%%

//! Clustering configuration and statistics.

use crate::error::{Error, Result};
use crate::neighbors::NeighborWindow;

#[cfg(feature = "serde")]
use serde::{Deserialize, Serialize};

/// Configuration for nearest-neighbor clustering.
#[derive(Debug, Clone, Copy, PartialEq)]
#[cfg_attr(feature = "serde", derive(Serialize, Deserialize))]
pub struct NnConfig {
    /// A cluster is kept only if its summed value is strictly above this.
    pub min_value: f64,
    /// Neighbor search window.
    pub window: NeighborWindow,
}

impl Default for NnConfig {
    fn default() -> Self {
        Self {
            min_value: 0.0,
            window: NeighborWindow::default(),
        }
    }
}

impl NnConfig {
    /// Creates a new clustering configuration with default values.
    #[must_use]
    pub fn new() -> Self {
        Self::default()
    }

    /// Sets the minimum cluster value.
    #[must_use]
    pub fn with_min_value(mut self, min_value: f64) -> Self {
        self.min_value = min_value;
        self
    }

    /// Sets the neighbor search window.
    #[must_use]
    pub fn with_window(mut self, window: NeighborWindow) -> Self {
        self.window = window;
        self
    }

    /// Sets the window reach along each axis.
    #[must_use]
    pub fn with_deltas(self, delta_layer: u32, delta_u: u32, delta_v: u32) -> Self {
        self.with_window(NeighborWindow::new(delta_layer, delta_u, delta_v))
    }

    /// Checks that the configuration describes a meaningful pass.
    ///
    /// Any finite threshold is accepted, including zero and negative values
    /// (which keep every cluster).
    pub fn validate(&self) -> Result<()> {
        if !self.min_value.is_finite() {
            return Err(Error::InvalidMinValue(self.min_value));
        }
        Ok(())
    }
}

/// Statistics from one clustering invocation.
#[derive(Debug, Clone, Copy, Default, PartialEq, Eq)]
#[cfg_attr(feature = "serde", derive(Serialize, Deserialize))]
pub struct ClusteringStatistics {
    /// Number of hits handed to the clusterer.
    pub hits_processed: usize,
    /// Clusters above threshold, returned to the caller.
    pub clusters_found: usize,
    /// Clusters at or below threshold, discarded.
    pub clusters_rejected: usize,
    /// Hits still present in the caller's map afterwards.
    pub hits_remaining: usize,
}

impl ClusteringStatistics {
    /// Number of hits consumed by accepted clusters.
    #[must_use]
    pub fn hits_clustered(&self) -> usize {
        self.hits_processed.saturating_sub(self.hits_remaining)
    }
}
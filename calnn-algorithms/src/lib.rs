//! calnn-algorithms: Nearest-neighbor clustering of calorimeter hits.
//!
//! This crate provides:
//! - **Cells** - index arena of ring-linked cells
//! - **Clusters** - ordered accumulators for extracted rings
//! - **Nearest-neighbor clustering** - greedy local-equivalence linking
//! - **Processing** - parallel clustering of independent events
//!
#![warn(missing_docs)]

pub mod cell;
mod cluster;
mod nn;
mod processing;

pub use cell::{Cell, CellRing};
pub use cluster::NnCluster;
pub use nn::{NnClustering, NnState};
pub use processing::{cluster_event, cluster_events, EventClusters};

// Re-export core clustering types
pub use calnn_core::{ClusteringStatistics, NeighborProvider, NeighborWindow, NnConfig};
//! Cover art decoding and the missing-artwork placeholder.

use std::io::Cursor;

use bytes::Bytes;
use image::{DynamicImage, ImageFormat, Rgb, RgbImage};

use crate::error::{CollageError, Result};
use crate::models::CellSize;

/// Fill colour of the placeholder tile.
pub const PLACEHOLDER_COLOR: Rgb<u8> = Rgb([40, 40, 40]);

/// Encode the fixed placeholder tile as PNG.
///
/// Dark grey, so entities without artwork stay distinguishable from the
/// black background of unfilled cells.
pub fn placeholder_png() -> Result<Bytes> {
    let size = CellSize::default();
    let tile = RgbImage::from_pixel(size.width, size.height, PLACEHOLDER_COLOR);
    let mut buf = Cursor::new(Vec::new());
    DynamicImage::ImageRgb8(tile).write_to(&mut buf, ImageFormat::Png)?;
    Ok(Bytes::from(buf.into_inner()))
}

/// Decode downloaded bytes, reporting failures against `url`.
pub fn decode(url: &str, data: &[u8]) -> Result<DynamicImage> {
    image::load_from_memory(data).map_err(|e| CollageError::image_fetch(url, e))
}
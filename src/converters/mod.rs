//! JSON to model converters.
//!
//! Turns raw Last.fm `user.getTop*` responses into ranked [`Entity`]
//! lists. The service encodes numbers as strings and nests the rank
//! under `@attr`, so everything is read through small lenient helpers.

use serde_json::Value;

use crate::error::{CollageError, Result};
use crate::models::{Entity, EntityKind};

/// Hash of the generic star image Last.fm serves in place of real artwork.
pub const PLACEHOLDER_IMAGE_HASH: &str = "2a96cbd8b46e442fc41c2b86b821562f";

/// Image sizes in order of preference. `extralarge` is 300x300.
const IMAGE_SIZE_PREFERENCE: &[&str] = &["extralarge", "mega", "large", "medium", "small"];

/// Get string from JSON, returning empty string if not found.
fn get_str(json: &Value, key: &str) -> String {
    json.get(key)
        .and_then(|v| v.as_str())
        .unwrap_or("")
        .to_string()
}

/// Get u64 from JSON (handles both string and numeric values).
fn get_u64(json: &Value, key: &str) -> Option<u64> {
    json.get(key).and_then(|v| {
        v.as_u64()
            .or_else(|| v.as_str().and_then(|s| s.trim().parse().ok()))
    })
}

/// Artist name, which is an object for albums/tracks but may be a plain string.
fn get_artist_name(json: &Value) -> Option<String> {
    let artist = json.get("artist")?;
    let name = match artist {
        Value::String(s) => s.clone(),
        other => other
            .get("name")
            .or_else(|| other.get("#text"))
            .and_then(|n| n.as_str())
            .unwrap_or("")
            .to_string(),
    };
    (!name.is_empty()).then_some(name)
}

/// Whether a URL points at the generic star image.
pub fn is_placeholder_url(url: &str) -> bool {
    url.contains(PLACEHOLDER_IMAGE_HASH)
}

/// Pick the preferred cover URL from an `image` array.
///
/// Empty strings and the generic star image count as no artwork.
pub fn extract_image_url(json: &Value) -> Option<String> {
    let images: Vec<(String, String)> = json
        .get("image")
        .and_then(|i| i.as_array())
        .map(|arr| {
            arr.iter()
                .map(|img| (get_str(img, "size"), get_str(img, "#text")))
                .filter(|(_, url)| !url.trim().is_empty() && !is_placeholder_url(url))
                .collect()
        })
        .unwrap_or_default();

    IMAGE_SIZE_PREFERENCE
        .iter()
        .find_map(|size| images.iter().find(|(s, _)| s == size))
        .or_else(|| images.last())
        .map(|(_, url)| url.clone())
}

/// Items may come back as an array, a single object, or not at all.
fn items(container: &Value, key: &str) -> Vec<Value> {
    match container.get(key) {
        Some(Value::Array(arr)) => arr.clone(),
        Some(obj @ Value::Object(_)) => vec![obj.clone()],
        _ => Vec::new(),
    }
}

/// Parse one top-list item.
pub fn parse_entity(json: &Value, kind: EntityKind, position: usize) -> Result<Entity> {
    let name = get_str(json, "name");
    if name.is_empty() {
        return Err(CollageError::ServiceUnavailable(format!(
            "Malformed {} entry at position {}: missing name",
            kind, position
        )));
    }

    let artist = match kind {
        EntityKind::Artist => None,
        EntityKind::Album | EntityKind::Track => get_artist_name(json),
    };

    let rank = json
        .get("@attr")
        .and_then(|attr| get_u64(attr, "rank"))
        .and_then(|r| u32::try_from(r).ok())
        .unwrap_or(position as u32 + 1);

    Ok(Entity {
        kind,
        name,
        artist,
        image_url: extract_image_url(json),
        rank,
        playcount: get_u64(json, "playcount").unwrap_or(0),
    })
}

/// Album cover from a `track.getInfo` response.
///
/// Top-track lists only carry the generic star image, so track artwork
/// comes from the album the track belongs to.
pub fn parse_track_album_image(json: &Value) -> Option<String> {
    json.get("track")?.get("album").and_then(extract_image_url)
}

/// Parse a whole `user.getTop*` response, keeping the service's order.
///
/// At most `limit` entities are returned, since the service sometimes
/// pads the last page.
pub fn parse_top_entities(json: &Value, kind: EntityKind, limit: usize) -> Result<Vec<Entity>> {
    let root = json.get(kind.response_key()).ok_or_else(|| {
        CollageError::ServiceUnavailable(format!(
            "Malformed response: missing \"{}\"",
            kind.response_key()
        ))
    })?;

    items(root, kind.item_key())
        .iter()
        .take(limit)
        .enumerate()
        .map(|(position, item)| parse_entity(item, kind, position))
        .collect()
}
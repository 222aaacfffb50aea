//! Grid layout engine.
//!
//! Pure function of its inputs: tiles go into cells in row-major order,
//! each resized to exactly one cell. Cells left over when there are
//! fewer tiles than cells keep the black background.

use std::path::Path;

use image::imageops::{self, FilterType};
use image::{DynamicImage, Rgb, RgbImage};
use tracing::debug;

use crate::error::Result;
use crate::models::{CellSize, GridSpec};

/// Canvas colour behind unfilled cells.
pub const BACKGROUND_COLOR: Rgb<u8> = Rgb([0, 0, 0]);

/// A composed collage, owned by the caller.
#[derive(Debug, Clone)]
pub struct Collage {
    image: RgbImage,
    grid: GridSpec,
    cell: CellSize,
}

impl Collage {
    /// Width in pixels (`cols * cell width`).
    pub fn width(&self) -> u32 {
        self.image.width()
    }

    /// Height in pixels (`rows * cell height`).
    pub fn height(&self) -> u32 {
        self.image.height()
    }

    pub fn grid(&self) -> GridSpec {
        self.grid
    }

    pub fn cell_size(&self) -> CellSize {
        self.cell
    }

    pub fn image(&self) -> &RgbImage {
        &self.image
    }

    pub(crate) fn image_mut(&mut self) -> &mut RgbImage {
        &mut self.image
    }

    pub fn into_image(self) -> RgbImage {
        self.image
    }

    /// Top-left pixel of the cell at `(row, col)`.
    pub fn cell_origin(&self, row: u32, col: u32) -> (u32, u32) {
        (col * self.cell.width, row * self.cell.height)
    }

    /// Write the collage to disk; the format follows the file extension.
    pub fn save<P: AsRef<Path>>(&self, path: P) -> Result<()> {
        self.image.save(path)?;
        Ok(())
    }
}

/// Arrange `images` on a `grid` of `cell`-sized tiles.
///
/// Image `i` lands in cell `(i / cols, i % cols)`. Images beyond the
/// grid's capacity are ignored.
pub fn compose(images: &[DynamicImage], grid: GridSpec, cell: CellSize) -> Collage {
    let mut canvas = RgbImage::from_pixel(
        grid.cols() * cell.width,
        grid.rows() * cell.height,
        BACKGROUND_COLOR,
    );

    for (index, image) in (0u32..).zip(images) {
        let Some((row, col)) = grid.cell_of(index) else {
            debug!("Dropping {} images beyond grid capacity", images.len() as u32 - index);
            break;
        };
        let tile = fit_to_cell(image, cell);
        imageops::replace(
            &mut canvas,
            &tile,
            i64::from(col * cell.width),
            i64::from(row * cell.height),
        );
    }

    Collage {
        image: canvas,
        grid,
        cell,
    }
}

/// Resize to exactly the cell size, ignoring aspect ratio.
fn fit_to_cell(image: &DynamicImage, cell: CellSize) -> RgbImage {
    let rgb = image.to_rgb8();
    if rgb.dimensions() == (cell.width, cell.height) {
        return rgb;
    }
    imageops::resize(&rgb, cell.width, cell.height, FilterType::Triangle)
}
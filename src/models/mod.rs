//! Data models for chart entities and collage geometry.

pub mod entity;
pub mod grid;
pub mod period;

// Re-exports for convenience
pub use entity::{Entity, EntityKind};
pub use grid::{CellSize, GridSpec, MAX_GRID_SIDE};
pub use period::Period;
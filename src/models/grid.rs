//! Grid geometry.

use serde::{Deserialize, Serialize};

use crate::error::{CollageError, Result};

/// Largest number of rows or columns a collage may have.
pub const MAX_GRID_SIDE: u32 = 5;

/// Validated collage grid shape.
#[derive(Debug, Clone, Copy, PartialEq, Eq, Hash, Serialize, Deserialize)]
pub struct GridSpec {
    rows: u32,
    cols: u32,
}

impl GridSpec {
    /// Create a grid, checking `1 <= rows, cols <= 5`.
    pub fn new(rows: u32, cols: u32) -> Result<Self> {
        let in_range = |n: u32| (1..=MAX_GRID_SIDE).contains(&n);
        if !in_range(rows) || !in_range(cols) {
            return Err(CollageError::InvalidConfiguration(format!(
                "Invalid number of columns or rows: {}x{}: values must be between 1 and {}",
                cols, rows, MAX_GRID_SIDE
            )));
        }
        Ok(Self { rows, cols })
    }

    pub fn rows(&self) -> u32 {
        self.rows
    }

    pub fn cols(&self) -> u32 {
        self.cols
    }

    /// Number of cells, which is also the top-list limit.
    pub fn capacity(&self) -> u32 {
        self.rows * self.cols
    }

    /// Row-major `(row, col)` of the cell for item `index`.
    pub fn cell_of(&self, index: u32) -> Option<(u32, u32)> {
        (index < self.capacity()).then(|| (index / self.cols, index % self.cols))
    }
}

/// Pixel size of one grid cell.
#[derive(Debug, Clone, Copy, PartialEq, Eq, Hash, Serialize, Deserialize)]
pub struct CellSize {
    pub width: u32,
    pub height: u32,
}

impl CellSize {
    pub fn new(width: u32, height: u32) -> Self {
        Self { width, height }
    }
}

impl Default for CellSize {
    /// Last.fm "extralarge" cover size.
    fn default() -> Self {
        Self::new(300, 300)
    }
}
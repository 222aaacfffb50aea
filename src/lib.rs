//! # Last.fm Collage
//!
//! A Rust library that turns a Last.fm user's top albums, artists or
//! tracks into a grid collage of their cover art.
//!
//! ## Quick Start
//!
//! The easiest way to use this library is through the [`CollageGenerator`] struct:
//!
//! ```rust,no_run
//! use lastfm_collage::{CollageGenerator, CollageOptions, Period};
//!
//! #[tokio::main]
//! async fn main() -> Result<(), Box<dyn std::error::Error>> {
//!     let generator = CollageGenerator::new("your_api_key", "your_api_secret")?;
//!
//!     // 5x5 grid of the last seven days
//!     let collage = generator
//!         .generate_top_albums_collage("rj", CollageOptions::default())
//!         .await?;
//!     collage.save("albums.png")?;
//!
//!     // 3x2 grid of all-time top artists
//!     let options = CollageOptions::new()
//!         .with_cols(3)
//!         .with_rows(2)
//!         .with_period(Period::Overall);
//!     let collage = generator.generate_top_artists_collage("rj", options).await?;
//!     println!("{}x{} pixels", collage.width(), collage.height());
//!
//!     Ok(())
//! }
//! ```
//!
//! ## Pipeline
//!
//! 1. Options are validated (1 to 5 rows and columns).
//! 2. The top `rows * cols` entities are fetched, in the service's order.
//! 3. Each cover is downloaded one at a time; entities without artwork
//!    get a fixed placeholder.
//! 4. Covers are tiled row-major into 300x300 cells.
//! 5. Unless turned off, each filled cell gets an "Artist - Title.
//!    (playcount)" caption on a translucent strip.
//!
//! Any error aborts the call; no partial collage is returned.
//!
//! ## Low-Level APIs
//!
//! - [`LastfmClient`] - Top lists and image downloads
//! - [`ChartSource`] - The capability the generator depends on, for fakes
//! - [`layout`] - The pure grid layout engine

pub mod api;
pub mod artwork;
pub mod caption;
pub mod config;
pub mod converters;
pub mod error;
mod generator;
pub mod layout;
pub mod models;

// Main interface (recommended)
pub use generator::CollageGenerator;

pub use api::{ChartSource, LastfmClient};
pub use config::{CollageOptions, Credentials};
pub use error::{CollageError, Result};
pub use layout::Collage;
pub use models::{CellSize, Entity, EntityKind, GridSpec, Period};
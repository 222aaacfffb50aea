//! Collage generator facade.
//!
//! Validates options, fetches the top list, downloads each cover in rank
//! order, hands the decoded images to the layout engine and captions the
//! filled cells.

use tracing::{debug, info};

use crate::api::{ChartSource, LastfmClient};
use crate::artwork;
use crate::caption::{self, CaptionRenderer};
use crate::config::{self, CollageOptions, Credentials};
use crate::error::{CollageError, Result};
use crate::layout::{self, Collage};
use crate::models::{CellSize, EntityKind, GridSpec, Period};

/// Main collage interface.
///
/// Holds nothing but the chart source (and with it the immutable
/// credentials), so every call starts from scratch: no caching, no
/// state shared between calls.
///
/// # Example
///
/// ```rust,no_run
/// use lastfm_collage::{CollageGenerator, CollageOptions, Period};
///
/// #[tokio::main]
/// async fn main() -> Result<(), Box<dyn std::error::Error>> {
///     let generator = CollageGenerator::new("api_key", "api_secret")?;
///     let options = CollageOptions::new().with_cols(3).with_rows(3).with_period(Period::Month);
///     let collage = generator.generate_top_albums_collage("rj", options).await?;
///     collage.save("collage.png")?;
///     Ok(())
/// }
/// ```
#[derive(Debug, Clone)]
pub struct CollageGenerator<S = LastfmClient> {
    source: S,
    cell_size: CellSize,
}

impl CollageGenerator<LastfmClient> {
    /// Create a generator backed by the live Last.fm API.
    pub fn new(api_key: &str, api_secret: &str) -> Result<Self> {
        Self::from_credentials(Credentials::new(api_key, api_secret))
    }

    pub fn from_credentials(credentials: Credentials) -> Result<Self> {
        Ok(Self::with_source(LastfmClient::new(credentials)?))
    }
}

impl<S: ChartSource> CollageGenerator<S> {
    /// Create a generator over any chart source.
    pub fn with_source(source: S) -> Self {
        Self {
            source,
            cell_size: CellSize::default(),
        }
    }

    /// Override the 300x300 cell size.
    pub fn with_cell_size(mut self, cell_size: CellSize) -> Self {
        self.cell_size = cell_size;
        self
    }

    pub fn cell_size(&self) -> CellSize {
        self.cell_size
    }

    pub fn source(&self) -> &S {
        &self.source
    }

    /// Build a collage of `username`'s top `entity` items.
    ///
    /// Any failure aborts the whole call; no partial collage is returned.
    pub async fn generate(
        &self,
        entity: EntityKind,
        username: &str,
        options: CollageOptions,
    ) -> Result<Collage> {
        let grid = options.validate()?;
        let username = config::validate_username(username)?;
        self.validate_cell_size()?;

        self.build(entity, username, grid, &options).await
    }

    /// Same as [`generate`](Self::generate), with entity and period given
    /// by name (`"album"`, `"7day"`, ...).
    ///
    /// Unknown names are rejected before any request goes out.
    pub async fn generate_named(
        &self,
        entity: &str,
        username: &str,
        cols: u32,
        rows: u32,
        period: &str,
    ) -> Result<Collage> {
        let entity: EntityKind = entity.parse()?;
        let period: Period = period.parse()?;
        let options = CollageOptions {
            cols,
            rows,
            period,
            ..Default::default()
        };
        self.generate(entity, username, options).await
    }

    /// Collage of the user's top albums.
    pub async fn generate_top_albums_collage(
        &self,
        username: &str,
        options: CollageOptions,
    ) -> Result<Collage> {
        self.generate(EntityKind::Album, username, options).await
    }

    /// Collage of the user's top artists.
    pub async fn generate_top_artists_collage(
        &self,
        username: &str,
        options: CollageOptions,
    ) -> Result<Collage> {
        self.generate(EntityKind::Artist, username, options).await
    }

    /// Collage of the user's top tracks.
    pub async fn generate_top_tracks_collage(
        &self,
        username: &str,
        options: CollageOptions,
    ) -> Result<Collage> {
        self.generate(EntityKind::Track, username, options).await
    }

    fn validate_cell_size(&self) -> Result<()> {
        if self.cell_size.width == 0 || self.cell_size.height == 0 {
            return Err(CollageError::InvalidConfiguration(format!(
                "Invalid cell size: {}x{}",
                self.cell_size.width, self.cell_size.height
            )));
        }
        Ok(())
    }

    async fn build(
        &self,
        entity: EntityKind,
        username: &str,
        grid: GridSpec,
        options: &CollageOptions,
    ) -> Result<Collage> {
        let period = options.period;
        let entities = self
            .source
            .fetch_top_entities(entity, username, period, grid.capacity())
            .await?;

        let mut images = Vec::with_capacity(entities.len());
        for item in entities.iter().take(grid.capacity() as usize) {
            debug!("Fetching artwork for #{} {}", item.rank, item.title());
            let url = item.image_url.as_deref();
            let data = self.source.fetch_artwork(url).await?;
            images.push(artwork::decode(url.unwrap_or("placeholder"), &data)?);
        }

        let mut collage = layout::compose(&images, grid, self.cell_size);

        if options.show_captions {
            let renderer = CaptionRenderer::new()?;
            for (index, item) in entities.iter().take(images.len()).enumerate() {
                if let Some((row, col)) = grid.cell_of(index as u32) {
                    let text = caption::caption_text(item, options.show_playcount);
                    renderer.draw(&mut collage, row, col, &text);
                }
            }
        }

        info!(
            "Generated {}x{} {} collage for {} ({}, {} of {} cells filled)",
            grid.cols(),
            grid.rows(),
            entity,
            username,
            period,
            images.len(),
            grid.capacity()
        );
        Ok(collage)
    }
}
//! Tile captions.
//!
//! Each filled cell gets a translucent strip along its bottom edge with
//! "Artist - Title. (playcount)" in white. Geometry is given for a
//! 300x300 cell and scaled to the actual cell size.

use image::Rgb;
use rusttype::{point, Font, Scale};

use crate::error::{CollageError, Result};
use crate::layout::Collage;
use crate::models::Entity;

static FONT_BYTES: &[u8] = include_bytes!("../assets/fonts/DejaVuSansMono.ttf");

const REFERENCE_CELL: f32 = 300.0;
const FONT_SIZE: f32 = 15.0;
const STRIP_TOP: f32 = 235.0;
const TEXT_TOP: f32 = 240.0;
const TEXT_LEFT: f32 = 8.0;
const WRAP_WIDTH: f32 = 275.0;

/// Opacity of the strip behind the caption (out of 255).
const STRIP_ALPHA: f32 = 123.0;
const STRIP_COLOR: Rgb<u8> = Rgb([0, 0, 0]);
const TEXT_COLOR: Rgb<u8> = Rgb([255, 255, 255]);

/// Caption for an entity, optionally with its playcount.
pub fn caption_text(entity: &Entity, show_playcount: bool) -> String {
    if show_playcount {
        format!("{}. ({})", entity.title(), entity.playcount)
    } else {
        entity.title()
    }
}

/// Draws captions with the bundled DejaVu Sans Mono font.
pub struct CaptionRenderer {
    font: Font<'static>,
}

impl CaptionRenderer {
    pub fn new() -> Result<Self> {
        let font = Font::try_from_bytes(FONT_BYTES)
            .ok_or_else(|| CollageError::Font("Failed to parse DejaVu Sans Mono".to_string()))?;
        Ok(Self { font })
    }

    fn text_width(&self, text: &str, scale: Scale) -> f32 {
        self.font
            .layout(text, scale, point(0.0, 0.0))
            .last()
            .map(|g| g.position().x + g.unpositioned().h_metrics().advance_width)
            .unwrap_or(0.0)
    }

    /// Break `text` into lines no wider than `max_width`, character by
    /// character.
    pub fn wrap(&self, text: &str, scale: Scale, max_width: f32) -> Vec<String> {
        let mut lines = Vec::new();
        let mut current = String::new();
        for c in text.chars() {
            current.push(c);
            if self.text_width(&current, scale) >= max_width {
                lines.push(std::mem::take(&mut current));
            }
        }
        if !current.is_empty() || lines.is_empty() {
            lines.push(current);
        }
        lines
    }

    /// Draw `text` over the cell at `(row, col)`. Nothing leaves the cell.
    pub fn draw(&self, collage: &mut Collage, row: u32, col: u32, text: &str) {
        let cell = collage.cell_size();
        let (x0, y0) = collage.cell_origin(row, col);
        let sx = cell.width as f32 / REFERENCE_CELL;
        let sy = cell.height as f32 / REFERENCE_CELL;
        let (x1, y1) = (x0 + cell.width, y0 + cell.height);

        let image = collage.image_mut();

        let strip_top = y0 + (STRIP_TOP * sy) as u32;
        for y in strip_top..y1 {
            for x in x0..x1 {
                blend(image.get_pixel_mut(x, y), STRIP_COLOR, STRIP_ALPHA / 255.0);
            }
        }

        let scale = Scale::uniform(FONT_SIZE * sy);
        let v_metrics = self.font.v_metrics(scale);
        let line_height = v_metrics.ascent - v_metrics.descent + v_metrics.line_gap;
        let left = x0 as f32 + TEXT_LEFT * sx;
        let top = y0 as f32 + TEXT_TOP * sy;

        for (i, line) in self.wrap(text, scale, WRAP_WIDTH * sx).iter().enumerate() {
            let baseline = top + v_metrics.ascent + line_height * i as f32;
            for glyph in self.font.layout(line, scale, point(left, baseline)) {
                let Some(bb) = glyph.pixel_bounding_box() else {
                    continue;
                };
                glyph.draw(|gx, gy, coverage| {
                    let px = bb.min.x + gx as i32;
                    let py = bb.min.y + gy as i32;
                    let inside = px >= x0 as i32
                        && py >= y0 as i32
                        && px < x1 as i32
                        && py < y1 as i32;
                    if inside {
                        blend(image.get_pixel_mut(px as u32, py as u32), TEXT_COLOR, coverage);
                    }
                });
            }
        }
    }
}

fn blend(base: &mut Rgb<u8>, color: Rgb<u8>, alpha: f32) {
    let alpha = alpha.clamp(0.0, 1.0);
    if alpha <= 0.0 {
        return;
    }
    let inv_alpha = 1.0 - alpha;
    for idx in 0..3 {
        base[idx] = (color[idx] as f32 * alpha + base[idx] as f32 * inv_alpha)
            .round()
            .clamp(0.0, 255.0) as u8;
    }
}

#[cfg(test)]
mod tests {
    use super::*;
    use crate::layout;
    use crate::models::{CellSize, EntityKind, GridSpec};
    use image::{DynamicImage, RgbImage};

    fn album() -> Entity {
        Entity {
            kind: EntityKind::Album,
            name: "Mezzanine".to_string(),
            artist: Some("Massive Attack".to_string()),
            image_url: None,
            rank: 1,
            playcount: 31,
        }
    }

    #[test]
    fn test_caption_text() {
        assert_eq!(caption_text(&album(), true), "Massive Attack - Mezzanine. (31)");
        assert_eq!(caption_text(&album(), false), "Massive Attack - Mezzanine");
    }

    #[test]
    fn test_wrap_splits_long_titles() {
        let renderer = CaptionRenderer::new().unwrap();
        let scale = Scale::uniform(FONT_SIZE);
        let text = "A very long artist name - An even longer album title. (1234)";

        let lines = renderer.wrap(text, scale, WRAP_WIDTH);
        assert!(lines.len() > 1);
        assert_eq!(lines.concat(), text);

        let short = renderer.wrap("Short", scale, WRAP_WIDTH);
        assert_eq!(short, vec!["Short".to_string()]);
    }

    #[test]
    fn test_draw_darkens_strip_and_writes_text() {
        let grey = [120, 120, 120];
        let tile = DynamicImage::ImageRgb8(RgbImage::from_pixel(300, 300, Rgb(grey)));
        let grid = GridSpec::new(1, 2).unwrap();
        let mut collage = layout::compose(&[tile.clone(), tile], grid, CellSize::default());

        let renderer = CaptionRenderer::new().unwrap();
        renderer.draw(&mut collage, 0, 0, &caption_text(&album(), true));
        let img = collage.image();

        // Above the strip: untouched.
        assert_eq!(*img.get_pixel(150, 100), Rgb(grey));
        // Strip corner: darkened, no text.
        let dark = (120.0 * (1.0 - STRIP_ALPHA / 255.0)).round() as u8;
        assert_eq!(*img.get_pixel(299, 299), Rgb([dark, dark, dark]));
        // Some text pixels are brighter than the untouched tile.
        let lit = (0..300)
            .flat_map(|x| (240..260).map(move |y| (x, y)))
            .any(|(x, y)| img.get_pixel(x, y)[0] > 200);
        assert!(lit);
        // The neighbouring cell is not captioned.
        assert_eq!(*img.get_pixel(450, 299), Rgb(grey));
    }
}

%%

TASK TO CARRY OUT: Within the listing above, locate the line containing "pub mod api;" and the line containing "pub use layout::Collage;". Reproduce those two lines and all lines between them exactly, with nothing added.

RESULT OF THE TASK:
pub mod api;
pub mod artwork;
pub mod caption;
pub mod config;
pub mod converters;
pub mod error;
mod generator;
pub mod layout;
pub mod models;

// Main interface (recommended)
pub use generator::CollageGenerator;

pub use api::{ChartSource, LastfmClient};
pub use config::{CollageOptions, Credentials};
pub use error::{CollageError, Result};
pub use layout::Collage;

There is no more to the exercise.